The next one was from the triplets’ mother, my stepbrother Brad’s wife, Debbie, demanding to know who Sister Ernestine thought she was, suggesting that her daughters might have ADHD, when in fact they were only naturally high-spirited and creative little girls.
This was followed by a voice mail from Brad, asking if I could please get “that old windbag Sister Ernestine” off his back, as she was ruining his marriage. Then he wanted to know if I was joining Jake for “brews and za,” and if so, could he tag along—anything to get away from Debbie, who was driving him crazy.
Great. Just great.
This was in direct contrast to his youngest brother, David (known to me privately as Doc, since he was also the most intelligent of my stepsiblings), who texted me a photo of himself in his dorm room at Harvard, wearing—for reasons he did not explain—a woman’s bustier and full makeup.
I wasn’t certain if he was coming out of the closet or purposefully challenging gender stereotypes for some class assignment. Knowing David, it could be either, both, or none of the above.
But I responded to his message immediately—as opposed to the ones from his older brothers, which I ignored—with a thumbs-up sign.
Last—but never least—there was a text from Jesse:
Jesse Quieres jugar al médicos?
NOV 16 5:47 PM
Medico meant doctor.
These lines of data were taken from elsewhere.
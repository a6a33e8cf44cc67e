//! Alarm notification.
//!
//! The sweep never waits on mail or HTTP. When the debouncer raises an alarm
//! it is pushed through an mpsc channel; the [`AlarmDispatcher`] reads from
//! that channel, sends the operator mail and calls the failover exchange.

mod exchange;
mod mail;

pub use exchange::{exchange_url, ExchangeConfig, HttpFailover};
pub use mail::{compose_alert_mail, parse_recipients, AlertMail, MailConfig, SmtpMailer};

use std::sync::Arc;

use async_trait::async_trait;
use chrono::{DateTime, Utc};
use serde::Serialize;
use thiserror::Error;
use tokio::sync::mpsc;
use tracing::{debug, info, warn};
use uuid::Uuid;

use crate::loader::PlaylistLoader;
use crate::registry::ChannelTarget;
use crate::watch::channel_log::{ChannelLog, TracingChannelLog};

#[derive(Debug, Error)]
pub enum NotifyError {
    #[error("Invalid mail address {address}: {reason}")]
    Address { address: String, reason: String },
    #[error("Failed to build alert mail: {0}")]
    Build(String),
    #[error("Mail relay {relay} failed: {reason}")]
    Mail { relay: String, reason: String },
    #[error("Exchange call to {url} failed: {reason}")]
    Exchange { url: String, reason: String },
}

/// A channel that just crossed the alert threshold.
#[derive(Debug, Clone, Serialize)]
pub struct Alarm {
    pub id: Uuid,
    pub channel: ChannelTarget,
    pub repeat_count: u32,
    pub status: u16,
    pub incident_began_at: DateTime<Utc>,
    pub notified_at: DateTime<Utc>,
}

pub type AlarmSender = mpsc::UnboundedSender<Alarm>;
pub type AlarmReceiver = mpsc::UnboundedReceiver<Alarm>;

pub fn alarm_channel() -> (AlarmSender, AlarmReceiver) {
    mpsc::unbounded_channel()
}

#[async_trait]
pub trait Mailer: Send + Sync {
    async fn send(&self, mail: &AlertMail) -> Result<(), NotifyError>;
}

/// Pulls a channel out of rotation. Returns the HTTP status the endpoint answered with.
#[async_trait]
pub trait FailoverClient: Send + Sync {
    async fn pull_out(&self, channel: &ChannelTarget) -> Result<u16, NotifyError>;
}

/// What happened to one alarm. `None` means the sub-action is not configured.
#[derive(Debug, Default)]
pub struct DispatchOutcome {
    pub mail: Option<Result<(), NotifyError>>,
    pub exchange: Option<Result<u16, NotifyError>>,
}

pub struct AlarmDispatcher {
    rx: AlarmReceiver,
    loader: Arc<dyn PlaylistLoader>,
    mailer: Option<Arc<dyn Mailer>>,
    failover: Option<Arc<dyn FailoverClient>>,
    channel_log: Arc<dyn ChannelLog>,
}

impl AlarmDispatcher {
    /// `loader` is used for the diagnostic playlist re-fetch included in the mail.
    pub fn new(rx: AlarmReceiver, loader: Arc<dyn PlaylistLoader>) -> Self {
        Self {
            rx,
            loader,
            mailer: None,
            failover: None,
            channel_log: Arc::new(TracingChannelLog),
        }
    }

    pub fn with_mailer(mut self, mailer: Arc<dyn Mailer>) -> Self {
        self.mailer = Some(mailer);
        self
    }

    pub fn with_failover(mut self, failover: Arc<dyn FailoverClient>) -> Self {
        self.failover = Some(failover);
        self
    }

    pub fn with_channel_log(mut self, log: Arc<dyn ChannelLog>) -> Self {
        self.channel_log = log;
        self
    }

    /// Run the dispatcher loop. Returns when all senders are dropped.
    pub async fn run(mut self) {
        debug!(
            mail = self.mailer.is_some(),
            exchange = self.failover.is_some(),
            "Alarm dispatcher started"
        );

        while let Some(alarm) = self.rx.recv().await {
            self.handle(&alarm).await;
        }

        debug!("Alarm dispatcher shutting down");
    }

    /// Sends the mail and the exchange call for one alarm, concurrently.
    pub async fn handle(&self, alarm: &Alarm) -> DispatchOutcome {
        let channel = &alarm.channel;
        info!(
            alarm_id = %alarm.id,
            channel_id = %channel.id,
            channel = %channel.name,
            product = %channel.product,
            cdn_code = %channel.cdn_code,
            "Dispatching alarm"
        );

        let mail = async {
            let mailer = self.mailer.as_ref()?;
            self.channel_log
                .record(channel, &format!("----sendMail[{}]", channel.name));
            let playlist = fetch_diagnostic(self.loader.as_ref(), &channel.playlist_url).await;
            let result = mailer.send(&compose_alert_mail(alarm, &playlist)).await;
            if let Err(e) = &result {
                warn!(
                    alarm_id = %alarm.id,
                    channel_id = %channel.id,
                    error = %e,
                    "Alert mail failed"
                );
                self.channel_log
                    .record(channel, &format!("sendMail error: {}", e));
            }
            Some(result)
        };

        let exchange = async {
            let failover = self.failover.as_ref()?;
            self.channel_log.record(
                channel,
                &format!("----actionExchange[{}][{}]", channel.product, channel.cdn_code),
            );
            let result = failover.pull_out(channel).await;
            match &result {
                Ok(status) => {
                    info!(
                        alarm_id = %alarm.id,
                        channel_id = %channel.id,
                        status,
                        "Exchange answered"
                    )
                }
                Err(e) => {
                    warn!(
                        alarm_id = %alarm.id,
                        channel_id = %channel.id,
                        error = %e,
                        "Exchange call failed"
                    );
                    self.channel_log
                        .record(channel, &format!("actionExchange error: {}", e));
                }
            }
            Some(result)
        };

        let (mail, exchange) = tokio::join!(mail, exchange);
        DispatchOutcome { mail, exchange }
    }
}

/// Re-fetches the playlist for the alert body. Failures become inline text.
pub async fn fetch_diagnostic(loader: &dyn PlaylistLoader, playlist_url: &str) -> String {
    match loader.load(playlist_url).await {
        Ok(response) => response.body,
        Err(e) => format!("Error fetching playlist {}: {}", playlist_url, e),
    }
}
I was pretty sure jugar meant play, as in jugar al tenis.
Was he teasing? Was he actually asking if I wanted to play doctor?
I was busy replying:
Mucho gusto!
NOV 16 6:15 PM
when my cell buzzed, indicating I was receiving another text. I eagerly clicked on the screen, hoping it might be Father Dominic (or the Egyptology student) calling with the answer to all my problems (or, even better, Jesse on a break from his rounds at the hospital, simul-texting me), when my smile froze on my face.
It wasn’t Jesse.
El Diablo Go ahead, don’t text back. I know I’m going to see you on Friday 8.
Don’t make me do something we’ll both regret, Suze. Well, that YOU’ll regret.
NOV 16 6:42 PM
El Diablo was the nickname I’d assigned to Paul in my phone. It seemed appropriate, given that I was pretty sure he was Satan.
After that I felt a little sick and knew I couldn’t stay in my apartment a second longer, no matter how homey it felt with my pet lab rat chewing on his carrot stick and my boyfriend playfully propositioning me in Spanish.